De modo que o efeito jurídico estatuído no art° 146° n° 2 d) CCP de exclusão da proposta por omissão dos documentos exigidos no art° 57° n°s 1 e 2 CCP “(..) é razoável porque se trata de documentos que a própria lei integra no universo constitutivo da proposta. Se é a lei que impõe a sua apresentação no momento da entrega da proposta também caberá à lei impor uma sanção efectiva no caso de o concorrente desrespeitar essa cominação legal.

Mas o mesmo não sucede no caso de documentos requeridos pela entidade adjudicante (e não pela lei) ao concorrente, no âmbito da margem de discricionariedade procedimental: se é a entidade adjudicante que solicita esses documentos, também só ela poderá determinar a exclusão a quem omita a sua apresentação, precisando de o prever expressamente no programa ou no convite - o que implica que não poderá haver lugar à exclusão no caso de essa previsão ter sido omitida. (..)””

XIX. O que, como se pode constatar é a mesmíssima vexata quaestio dos presentes autos, expendendo, ainda a este respeito, o aresto que:

“De modo que uma vez efetivada a entrega da proposta [no caso, submetida a proposta na plataforma eletrónica mediante assinatura eletrónica qualificada (9)] e esgotado o prazo da respetiva apresentação (art° 137° CCP), o concorrente já não pode proceder a alterações substantivas de conteúdo, tornando juridicamente inoperativa qualquer hipótese de substituição ou aditamento documental; consequentemente, a respetiva situação jurídica fica estabilizada nos exatos termos substantivos em que se comprometeu.

Na circunstância, a listagem dos elementos e respetivas funções dos profissionais a alocar à execução do contrato bem como a descrição completa e detalhada dos meios de transporte (circuito interno e externo) a afetará prestação de serviços, são documentos requeridos e identificados nas alíneas c) e d) do art.º n° 6° n° 1 do PP e simultaneamente exigidos no art.º 57° n°s 1 e 2 CCP pelo que, nos termos expostos, assumem a natureza de documentos constitutivos da proposta enquanto realidade jurídica autónoma; consequentemente, “(..) se o júri do procedimento verifica que um desses documentos se encontra omisso, não pode concluir que a proposta se encontra incompleta ou deficiente; antes tem de concluir que não foi apresentada qualquer proposta que possa ser analisada, avaliada e adjudicada.

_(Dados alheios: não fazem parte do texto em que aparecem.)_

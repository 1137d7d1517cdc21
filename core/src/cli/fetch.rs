use std::path::{Path, PathBuf};

use clap::{CommandFactory, Parser, Subcommand};
use tracing::info;

use crate::{
    cli::shared::format_count,
    services::{
        files::save_json,
        holdings::{CommandHoldingsSource, HoldingsSource},
        market_data::{
            fetch::{fetch_dividends, fetch_history, fetch_profile, FetchTarget},
            provider::MarketDataProvider,
            yahoo::YahooClient,
        },
        shared::{
            constants::{DIVIDENDS_DIR, HISTORY_DIR, PROFILES_DIR},
            env::{check_for_env_variables, data_dir},
            logger::init_logger,
            safe_file_name,
        },
    },
};

#[derive(Parser, Debug)]
#[command(about = "Fetch dividend, price and profile data from Yahoo Finance")]
struct Args {
    #[command(subcommand)]
    cmd: Option<Command>,
}

#[derive(Debug, Subcommand, PartialEq)]
enum Command {
    /// Fetch dividend history (omit the symbol for all held symbols)
    Dividends {
        /// Yahoo Finance symbol
        symbol: Option<String>,
        #[arg(long)]
        all: bool,
    },
    /// Fetch price history
    History {
        /// Yahoo Finance symbol
        symbol: String,
    },
    /// Fetch company profile
    Profile {
        /// Yahoo Finance symbol
        symbol: String,
    },
}

pub fn wants_all_symbols(symbol: Option<&str>, all: bool) -> bool {
    all || matches!(symbol, None | Some("all") | Some("--all"))
}

fn output_path(data_dir: &Path, kind: &str, yahoo_symbol: &str) -> PathBuf {
    data_dir
        .join(kind)
        .join(format!("{}.json", safe_file_name(yahoo_symbol)))
}

fn save<T: serde::Serialize + ?Sized>(
    data: &T,
    data_dir: &Path,
    kind: &str,
    yahoo_symbol: &str,
) -> anyhow::Result<PathBuf> {
    let path = output_path(data_dir, kind, yahoo_symbol);
    save_json(data, &path)?;
    println!("  Saved: {}", path.display());
    Ok(path)
}

async fn dividends_for_target<P: MarketDataProvider>(
    provider: &P,
    target: &FetchTarget,
    data_dir: &Path,
) -> anyhow::Result<Option<PathBuf>> {
    match fetch_dividends(provider, target).await {
        Some(records) if !records.is_empty() => Ok(Some(save(
            &records,
            data_dir,
            DIVIDENDS_DIR,
            &target.yahoo_symbol,
        )?)),
        _ => Ok(None),
    }
}

/// Fetches dividends for one symbol or for every holding. Returns the files written.
pub async fn cmd_dividends<P, H>(
    provider: &P,
    holdings: &H,
    symbol: Option<&str>,
    all: bool,
    data_dir: &Path,
) -> anyhow::Result<Vec<PathBuf>>
where
    P: MarketDataProvider,
    H: HoldingsSource,
{
    let mut written = vec![];

    if !wants_all_symbols(symbol, all) {
        let target = FetchTarget::direct(symbol.unwrap_or_default());
        written.extend(dividends_for_target(provider, &target, data_dir).await?);
        return Ok(written);
    }

    let symbols = holdings.list_symbols()?;
    if symbols.is_empty() {
        println!("No symbols found in database");
        return Ok(written);
    }
    println!(
        "Fetching dividends for {} symbols...",
        format_count(symbols.len())
    );
    for holding in &symbols {
        let target = FetchTarget::from_holding(holding);
        written.extend(dividends_for_target(provider, &target, data_dir).await?);
    }
    info!(
        "Wrote dividend files for {}/{} symbols",
        written.len(),
        symbols.len()
    );
    Ok(written)
}

pub async fn cmd_history<P: MarketDataProvider>(
    provider: &P,
    symbol: &str,
    data_dir: &Path,
) -> anyhow::Result<Option<PathBuf>> {
    let target = FetchTarget::direct(symbol);
    match fetch_history(provider, &target).await {
        Some(records) => Ok(Some(save(&records, data_dir, HISTORY_DIR, symbol)?)),
        None => Ok(None),
    }
}

pub async fn cmd_profile<P: MarketDataProvider>(
    provider: &P,
    symbol: &str,
    data_dir: &Path,
) -> anyhow::Result<Option<PathBuf>> {
    let target = FetchTarget::direct(symbol);
    match fetch_profile(provider, &target).await {
        Some(record) => Ok(Some(save(&record, data_dir, PROFILES_DIR, symbol)?)),
        None => Ok(None),
    }
}

pub async fn run() -> anyhow::Result<()> {
    init_logger();
    let args = Args::parse();

    let Some(cmd) = args.cmd else {
        Args::command().print_help()?;
        return Ok(());
    };

    check_for_env_variables();
    let provider = YahooClient::new()?;
    let data_dir = data_dir();

    match cmd {
        Command::Dividends { symbol, all } => {
            let holdings = CommandHoldingsSource::from_env();
            cmd_dividends(&provider, &holdings, symbol.as_deref(), all, &data_dir).await?;
        }
        Command::History { symbol } => {
            cmd_history(&provider, &symbol, &data_dir).await?;
        }
        Command::Profile { symbol } => {
            cmd_profile(&provider, &symbol, &data_dir).await?;
        }
    }
    Ok(())
}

Essa proposta é, portanto, condenada à exclusão nos termos revistos na alínea d) do n° 2 do art.º 146°. (..)” (10) (negrito e sublinhado nosso)

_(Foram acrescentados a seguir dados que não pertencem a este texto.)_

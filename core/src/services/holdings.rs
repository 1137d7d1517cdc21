use std::{path::PathBuf, process::Command};

use anyhow::anyhow;
use tracing::{debug, error};

use crate::{
    models::holding::Holding,
    services::shared::env::{get_env_variable, project_root},
};

const MIX_HOLDINGS_QUERY: &str = r#"
import Ecto.Query
Dividendsomatic.Repo.all(
  from h in Dividendsomatic.Portfolio.Holding,
  select: {h.symbol, h.listing_exchange, h.isin},
  distinct: true
) |> Enum.each(fn {s, e, isin} -> IO.puts(s <> "\t" <> (e || "") <> "\t" <> (isin || "")) end)
"#;

/// Anything that can list the instruments currently held.
pub trait HoldingsSource {
    fn list_symbols(&self) -> anyhow::Result<Vec<Holding>>;
}

/// Parses `symbol\texchange\tisin` lines. Lines starting with `[` are log output of the
/// store and get ignored.
pub fn parse_holdings(output: &str) -> Vec<Holding> {
    output
        .trim()
        .split('\n')
        .filter(|line| line.contains('\t') && !line.starts_with('['))
        .filter_map(|line| {
            let parts: Vec<&str> = line.split('\t').collect();
            if parts.len() < 2 {
                return None;
            }
            Some(Holding {
                symbol: parts[0].to_string(),
                exchange: parts[1].to_string(),
                isin: parts
                    .get(2)
                    .map(|isin| isin.trim())
                    .filter(|isin| !isin.is_empty())
                    .map(String::from),
            })
        })
        .collect()
}

/// Asks the portfolio store for its holdings by running an external command.
pub struct CommandHoldingsSource {
    command: Option<String>,
    working_dir: PathBuf,
}

impl CommandHoldingsSource {
    pub fn new(command: Option<String>, working_dir: PathBuf) -> Self {
        Self {
            command,
            working_dir,
        }
    }

    pub fn from_env() -> Self {
        Self::new(get_env_variable("HOLDINGS_COMMAND"), project_root())
    }

    fn build_command(&self) -> Command {
        match &self.command {
            Some(command) => {
                let mut cmd = Command::new("sh");
                cmd.arg("-c").arg(command);
                cmd
            }
            None => {
                let mut cmd = Command::new("mix");
                cmd.args(["run", "-e", MIX_HOLDINGS_QUERY]);
                cmd
            }
        }
    }

    fn run(&self) -> anyhow::Result<Vec<Holding>> {
        let output = self.build_command().current_dir(&self.working_dir).output()?;
        if !output.status.success() {
            debug!(
                "Holdings command stderr: {}",
                String::from_utf8_lossy(&output.stderr)
            );
        }
        let stdout = String::from_utf8(output.stdout)
            .map_err(|e| anyhow!("Holdings command returned invalid UTF-8: {}", e))?;
        Ok(parse_holdings(&stdout))
    }
}

impl HoldingsSource for CommandHoldingsSource {
    fn list_symbols(&self) -> anyhow::Result<Vec<Holding>> {
        match self.run() {
            Ok(holdings) => Ok(holdings),
            Err(e) => {
                error!("Error fetching symbols from DB: {}", e);
                Ok(vec![])
            }
        }
    }
}

#[cfg(test)]
mod tests {
    use super::*;

    #[test]
    fn test_parse_holdings() {
        let output = "[warning] compiling 2 files\n\
                      KEK\tHEX\tFI0009000202\n\
                      AAPL\tNASDAQ\t\n\
                      no tabs here\n\
                      700\tSEHK\n";
        let holdings = parse_holdings(output);
        assert_eq!(
            holdings,
            vec![
                Holding {
                    symbol: "KEK".to_string(),
                    exchange: "HEX".to_string(),
                    isin: Some("FI0009000202".to_string()),
                },
                Holding {
                    symbol: "AAPL".to_string(),
                    exchange: "NASDAQ".to_string(),
                    isin: None,
                },
                Holding {
                    symbol: "700".to_string(),
                    exchange: "SEHK".to_string(),
                    isin: None,
                },
            ]
        );
    }

    #[test]
    fn test_parse_holdings_ignores_bracketed_lines_with_tabs() {
        assert!(parse_holdings("[info]\tsomething\tlogged").is_empty());
        assert!(parse_holdings("").is_empty());
    }

    #[test]
    fn test_command_source_reads_stdout() {
        let source = CommandHoldingsSource::new(
            Some("printf 'NOKIA\\tHEX\\tFI0009000681\\n'".to_string()),
            std::env::temp_dir(),
        );
        let holdings = source.list_symbols().unwrap();
        assert_eq!(holdings.len(), 1);
        assert_eq!(holdings[0].symbol, "NOKIA");
    }

    #[test]
    fn test_command_source_failure_yields_empty_list() {
        let source = CommandHoldingsSource::new(
            None,
            PathBuf::from("/nonexistent/directory/for/holdings"),
        );
        assert!(source.list_symbols().unwrap().is_empty());
    }
}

XX. Ao invés do que o Tribunal a quo decidiu, a omissão de termos ou condições nas propostas é fundamento para a sua exclusão;

XXI. Em face do exposto, a norma estabelecida no ponto 3.1 alínea c) 2 do Programa de Procedimento, ao prescrever quais os documentos que integram as propostas, constitui uma norma regulamentar específica para efeitos do n.º 4 do artigo 132.° do CCP, pelo que ao não ter instruído a sua proposta com os documentos - comprovativo da certificação TCO dos equipamentos propostos - exigidos, a aqui Recorrida, violou a referida norma regulamentar, incorrendo como tal na causa de exclusão prevista na alínea n) do n.º 2 do artigo 146.° do CCP.

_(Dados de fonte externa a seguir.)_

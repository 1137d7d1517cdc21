use dividata::cli::extract::run;

fn main() -> anyhow::Result<()> {
    run()
}
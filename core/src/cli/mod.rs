pub mod extract;
pub mod fetch;
pub mod shared;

XXII. Decorre, outrossim, do art.° 57° n° 1 alínea c) do CCP, que as propostas devem possuir os termos ou condições relativas a aspetos da execução do contrato não submetidos à concorrência pelo caderno de encargos. E, se tal não suceder ou se dos documentos juntos não constarem algum dos termos e condições ou apresentarem termos ou condições não submetidos à concorrência que violem aspetos da execução do contrato a celebrar, as mesmas devem ser imediatamente excluídas, cfr. artigos 70.°, n.º 2, alíneas a), b) e c) e 146.°, n.° 2, alínea d) CCP).

XXIII. O que, objetivamente, afronta com o entendimento do Tribunal a quo de que este tipo de formalidade dever considerar-se como não essencial e, em consequência, poder ser objeto de suprimento nos termos do art.° 72° n° 3 do CCP.

XXIV. Laborou, assim, em erro, o Tribunal a quo, quando entendeu que a omissão do documento na proposta da Recorrida, aquando da sua submissão, era passível de suprimento, ao abrigo do art.° 72° n° 3 do CCP, por consubstanciar uma formalidade não essencial, e, consequentemente não ser causa de exclusão da proposta, desaplicando o disposto nos citados artigos 57.°, n.° 1, alínea c), 70.°, n.° 2, alínea a), em clara violação das normas legais supra e do ponto 3.1 alínea c) 2 do Programa de Procedimento, impondo-se a revogação do acórdão proferido.

TERMOS EM QUE

Deve ser revogado o Acórdão recorrido e, em consequência, ser substituído por outro que julgue a ação totalmente improcedente, só assim se fazendo a

3. Não foram deduzidas contra-alegações.

4. O recurso de revista foi admitido pela formação deste STA por acórdão de 18.11.2021.

5. O MP notificado em 7.12.2021, emitiu parecer no sentido da negação de provimento ao recurso.

6. Notificadas as partes do mesmo, veio apenas o Município de Barcelos responder ao parecer do MP no sentido por si já veiculado nas alegações de recurso.

7. Sem vistos (art. 36º, nºs1, al. c) e 2), cumpre decidir.


*

FUNDAMENTAÇÃO

Dá-se aqui a matéria de facto fixada pelas instâncias.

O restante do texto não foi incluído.